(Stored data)
################

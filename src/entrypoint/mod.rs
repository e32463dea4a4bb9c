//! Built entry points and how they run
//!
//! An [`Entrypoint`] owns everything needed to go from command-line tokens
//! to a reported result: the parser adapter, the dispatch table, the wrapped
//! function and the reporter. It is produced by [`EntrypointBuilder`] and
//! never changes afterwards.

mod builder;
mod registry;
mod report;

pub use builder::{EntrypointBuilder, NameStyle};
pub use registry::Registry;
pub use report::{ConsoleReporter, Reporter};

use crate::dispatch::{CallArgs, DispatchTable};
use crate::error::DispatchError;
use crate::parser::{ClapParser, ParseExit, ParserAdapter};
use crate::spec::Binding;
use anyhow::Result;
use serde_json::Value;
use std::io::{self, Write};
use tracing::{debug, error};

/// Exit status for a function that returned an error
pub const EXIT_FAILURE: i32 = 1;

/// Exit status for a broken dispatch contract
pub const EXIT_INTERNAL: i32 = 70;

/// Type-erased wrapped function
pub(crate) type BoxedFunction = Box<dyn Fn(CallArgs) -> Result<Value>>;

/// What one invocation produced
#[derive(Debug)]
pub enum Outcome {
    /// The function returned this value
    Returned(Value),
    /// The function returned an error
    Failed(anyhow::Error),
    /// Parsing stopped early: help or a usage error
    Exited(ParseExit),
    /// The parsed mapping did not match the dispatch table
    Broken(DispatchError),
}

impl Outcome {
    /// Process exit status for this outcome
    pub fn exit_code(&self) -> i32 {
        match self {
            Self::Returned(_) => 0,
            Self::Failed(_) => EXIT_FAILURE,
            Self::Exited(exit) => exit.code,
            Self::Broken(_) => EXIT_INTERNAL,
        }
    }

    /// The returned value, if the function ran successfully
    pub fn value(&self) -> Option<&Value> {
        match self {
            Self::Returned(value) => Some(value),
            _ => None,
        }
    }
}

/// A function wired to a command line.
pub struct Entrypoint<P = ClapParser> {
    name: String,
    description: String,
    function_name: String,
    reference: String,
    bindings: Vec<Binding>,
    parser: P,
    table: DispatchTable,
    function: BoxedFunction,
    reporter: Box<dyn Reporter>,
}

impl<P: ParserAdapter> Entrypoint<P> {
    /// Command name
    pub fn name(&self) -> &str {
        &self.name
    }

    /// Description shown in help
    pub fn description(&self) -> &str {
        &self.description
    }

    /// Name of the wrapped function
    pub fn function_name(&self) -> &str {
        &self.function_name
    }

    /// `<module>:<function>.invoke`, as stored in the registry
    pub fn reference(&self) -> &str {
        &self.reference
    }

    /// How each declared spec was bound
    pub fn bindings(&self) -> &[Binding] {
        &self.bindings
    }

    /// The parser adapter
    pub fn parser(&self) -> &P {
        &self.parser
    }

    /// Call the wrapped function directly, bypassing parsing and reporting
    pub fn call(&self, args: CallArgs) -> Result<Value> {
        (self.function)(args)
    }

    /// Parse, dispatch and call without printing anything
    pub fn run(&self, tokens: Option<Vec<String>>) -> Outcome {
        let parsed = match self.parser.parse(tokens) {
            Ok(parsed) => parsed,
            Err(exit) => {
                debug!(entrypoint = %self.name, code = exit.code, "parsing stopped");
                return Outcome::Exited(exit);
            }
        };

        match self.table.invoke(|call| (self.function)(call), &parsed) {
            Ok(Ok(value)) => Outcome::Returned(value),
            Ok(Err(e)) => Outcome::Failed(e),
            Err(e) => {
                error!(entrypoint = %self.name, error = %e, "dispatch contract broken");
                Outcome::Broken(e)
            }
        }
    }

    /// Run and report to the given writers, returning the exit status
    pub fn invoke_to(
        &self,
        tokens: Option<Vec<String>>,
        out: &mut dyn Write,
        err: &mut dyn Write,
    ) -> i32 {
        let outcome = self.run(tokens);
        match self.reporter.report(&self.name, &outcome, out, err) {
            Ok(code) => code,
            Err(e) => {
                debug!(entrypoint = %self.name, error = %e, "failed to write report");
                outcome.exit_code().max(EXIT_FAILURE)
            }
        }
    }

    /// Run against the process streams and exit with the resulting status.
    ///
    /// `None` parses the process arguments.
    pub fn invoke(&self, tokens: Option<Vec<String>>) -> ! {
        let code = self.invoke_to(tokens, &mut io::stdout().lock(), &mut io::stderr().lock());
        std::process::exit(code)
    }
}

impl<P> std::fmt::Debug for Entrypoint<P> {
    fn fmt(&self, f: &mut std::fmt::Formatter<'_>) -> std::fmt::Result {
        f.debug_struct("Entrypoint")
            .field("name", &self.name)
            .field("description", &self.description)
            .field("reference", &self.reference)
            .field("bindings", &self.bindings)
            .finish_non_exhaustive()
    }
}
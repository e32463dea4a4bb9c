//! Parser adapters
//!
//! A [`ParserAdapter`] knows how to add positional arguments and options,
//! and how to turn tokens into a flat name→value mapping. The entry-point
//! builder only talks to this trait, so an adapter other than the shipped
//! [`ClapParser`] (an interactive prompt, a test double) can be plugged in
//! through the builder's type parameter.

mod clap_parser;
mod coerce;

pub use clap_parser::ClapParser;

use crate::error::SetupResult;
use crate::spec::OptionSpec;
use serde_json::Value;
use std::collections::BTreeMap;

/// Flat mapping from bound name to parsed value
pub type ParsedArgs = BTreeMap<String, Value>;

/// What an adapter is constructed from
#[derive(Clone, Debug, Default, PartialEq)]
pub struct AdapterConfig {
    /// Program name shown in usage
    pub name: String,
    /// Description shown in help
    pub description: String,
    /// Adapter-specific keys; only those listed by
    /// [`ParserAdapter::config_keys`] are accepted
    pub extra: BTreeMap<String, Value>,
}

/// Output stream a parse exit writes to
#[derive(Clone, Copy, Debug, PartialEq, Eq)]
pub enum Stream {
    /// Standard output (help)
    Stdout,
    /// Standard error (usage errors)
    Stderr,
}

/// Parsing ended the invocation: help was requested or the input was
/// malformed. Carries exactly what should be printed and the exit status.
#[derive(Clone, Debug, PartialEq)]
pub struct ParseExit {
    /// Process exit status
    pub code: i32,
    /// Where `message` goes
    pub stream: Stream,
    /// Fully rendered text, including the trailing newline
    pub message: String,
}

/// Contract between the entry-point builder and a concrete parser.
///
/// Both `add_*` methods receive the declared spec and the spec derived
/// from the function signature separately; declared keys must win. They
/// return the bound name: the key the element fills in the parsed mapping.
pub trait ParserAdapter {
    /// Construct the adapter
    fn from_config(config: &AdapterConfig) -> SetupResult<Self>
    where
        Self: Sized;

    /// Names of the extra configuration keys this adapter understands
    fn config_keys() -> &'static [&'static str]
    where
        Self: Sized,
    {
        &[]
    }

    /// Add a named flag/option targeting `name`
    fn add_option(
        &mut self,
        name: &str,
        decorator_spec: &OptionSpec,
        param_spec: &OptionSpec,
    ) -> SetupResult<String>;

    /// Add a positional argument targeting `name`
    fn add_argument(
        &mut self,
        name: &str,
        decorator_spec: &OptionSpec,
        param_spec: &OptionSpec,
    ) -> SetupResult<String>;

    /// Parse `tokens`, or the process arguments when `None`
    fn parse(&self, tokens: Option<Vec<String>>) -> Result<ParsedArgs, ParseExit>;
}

################

### Instructions to follow
Search the records for the string "anyhow" and report each line that has it.

### Your solution
use anyhow::Result;
    Failed(anyhow::Error),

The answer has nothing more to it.